Pete Walker was talking about it here:  http://www.emergingchristian.com/2010/09/fr-rohr-on-emerging-christianity.html

SO I just wanted to point out  that Emergence is not just a shadow side to a dualism pairing – it is a different way of thinking about the world. It is saying that the world works a little different than we were told that it does.

Some people find “Process” thought a helpful way out of the old cosmology and meta-physics arguments that go round and round without leading anywhere.
It resonates with both ‘relational’ truths and ‘evolutionary’ thought.

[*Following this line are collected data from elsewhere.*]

//! # Badge JSON Generator
//!
//! Turns one configuration into seven product → badge mappings, one per
//! language, ready to be copied into the storefront.
//!
//! For each language, groups are visited in configuration order. A group with
//! an empty text for that language is skipped. Otherwise every identifier in
//! its `ids` field maps to `{ "badgeStyle": "custom", "badgeText": <text> }`.
//! When two groups list the same identifier, the later group wins.
//!
//! Identifiers are written in the order the storefront's JavaScript lists
//! object keys: array-index-like ids (`"7"`, `"101"`) ascending by value, then
//! every other id in first-seen order.

use crate::model::configuration::Configuration;
use crate::model::language::Language;
use serde::{Deserialize, Serialize, Serializer};
use std::collections::{BTreeMap, HashMap};

pub const CUSTOM_BADGE_STYLE: &str = "custom";

#[derive(Debug, Clone, PartialEq, Eq, Serialize, Deserialize)]
#[serde(rename_all = "camelCase")]
pub struct BadgeDescriptor {
    pub badge_style: String,
    pub badge_text: String,
}

impl BadgeDescriptor {
    pub fn custom(text: &str) -> Self {
        BadgeDescriptor {
            badge_style: CUSTOM_BADGE_STYLE.to_string(),
            badge_text: text.to_string(),
        }
    }
}

/// Product identifier → badge for one language.
#[derive(Debug, Clone, Default, PartialEq, Eq)]
pub struct ProductBadges {
    entries: Vec<(String, BadgeDescriptor)>,
    positions: HashMap<String, usize>,
}

impl ProductBadges {
    /// Sets the badge of `id`. A known id keeps its place.
    pub fn insert(&mut self, id: &str, badge: BadgeDescriptor) {
        match self.positions.get(id) {
            Some(&position) => self.entries[position].1 = badge,
            None => {
                self.positions.insert(id.to_string(), self.entries.len());
                self.entries.push((id.to_string(), badge));
            }
        }
    }

    pub fn get(&self, id: &str) -> Option<&BadgeDescriptor> {
        self.positions.get(id).map(|&position| &self.entries[position].1)
    }

    pub fn len(&self) -> usize {
        self.entries.len()
    }

    pub fn is_empty(&self) -> bool {
        self.entries.is_empty()
    }

    /// Entries in output order.
    pub fn iter(&self) -> impl Iterator<Item = (&str, &BadgeDescriptor)> {
        let mut indexed: Vec<(u32, usize)> = Vec::new();
        let mut named: Vec<usize> = Vec::new();
        for (position, (id, _)) in self.entries.iter().enumerate() {
            match array_index(id) {
                Some(index) => indexed.push((index, position)),
                None => named.push(position),
            }
        }
        indexed.sort_unstable();

        indexed
            .into_iter()
            .map(|(_, position)| position)
            .chain(named)
            .map(move |position| {
                let (id, badge) = &self.entries[position];
                (id.as_str(), badge)
            })
    }
}

impl Serialize for ProductBadges {
    fn serialize<S: Serializer>(&self, serializer: S) -> Result<S::Ok, S::Error> {
        serializer.collect_map(self.iter())
    }
}

/// `Some(n)` when `id` is the canonical decimal form of an array index.
fn array_index(id: &str) -> Option<u32> {
    if id.is_empty() || !id.bytes().all(|b| b.is_ascii_digit()) {
        return None;
    }
    if id.len() > 1 && id.starts_with('0') {
        return None;
    }
    id.parse::<u32>().ok().filter(|&n| n != u32::MAX)
}

/// Generated output for all languages. Serializes as an object keyed by
/// language code, with every language present.
#[derive(Debug, Clone, PartialEq, Eq, Serialize)]
#[serde(transparent)]
pub struct LanguageBadges(BTreeMap<Language, ProductBadges>);

impl LanguageBadges {
    pub fn for_language(&self, lang: Language) -> Option<&ProductBadges> {
        self.0.get(&lang)
    }

    pub fn product_count(&self, lang: Language) -> usize {
        self.for_language(lang).map_or(0, ProductBadges::len)
    }

    /// Four-space indented JSON of one language's mapping, as pasted into the
    /// storefront.
    pub fn to_pretty_json(&self, lang: Language) -> Result<String, serde_json::Error> {
        let empty = ProductBadges::default();
        let products = self.for_language(lang).unwrap_or(&empty);

        let mut buf = Vec::new();
        let formatter = serde_json::ser::PrettyFormatter::with_indent(b"    ");
        let mut serializer = serde_json::Serializer::with_formatter(&mut buf, formatter);
        products.serialize(&mut serializer)?;
        Ok(String::from_utf8_lossy(&buf).into_owned())
    }

    pub fn iter(&self) -> impl Iterator<Item = (Language, &ProductBadges)> {
        self.0.iter().map(|(lang, products)| (*lang, products))
    }
}

pub fn generate(configuration: &Configuration) -> LanguageBadges {
    let mut output = BTreeMap::new();
    for lang in Language::ALL {
        let mut products = ProductBadges::default();
        for group in &configuration.groups {
            let text = group.texts.get(lang);
            if text.is_empty() {
                continue;
            }
            for id in group.product_ids() {
                products.insert(id, BadgeDescriptor::custom(text));
            }
        }
        output.insert(lang, products);
    }
    LanguageBadges(output)
}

For some, that comes together in Emergence thought. Here is the thing: we have to remember that it does not originate in nor is it most suited to Theological frameworks. That is where folks like you and me have to do some translating.

 Phyllis Tickle talks about it here and it’s implication for the future of denominations. http://www.faithandleadership.com/multimedia/phyllis-tickle-anthill

She says Emergence Christianity is going to organize a little like an anthill.

Steven Johnson wrote a marvelous book called “Emergence: The Connected Lives of Ants, Brains, Cities, and Software,” which everybody should read who’s talking about this.

“Emergence” is an unfortunate term. It came out of emergence theory in the biology lab. For centuries we had thought that a beehive and an anthill were the same thing. Both had a queen, and it worked top down. In the middle of the 19th century, scientists discovered, “Wrong; au contraire.”

Plus you just have to watch the video : she is soooo articulate and makes an amazing point about history and the Catholic, Orthodox, and Protestant churches.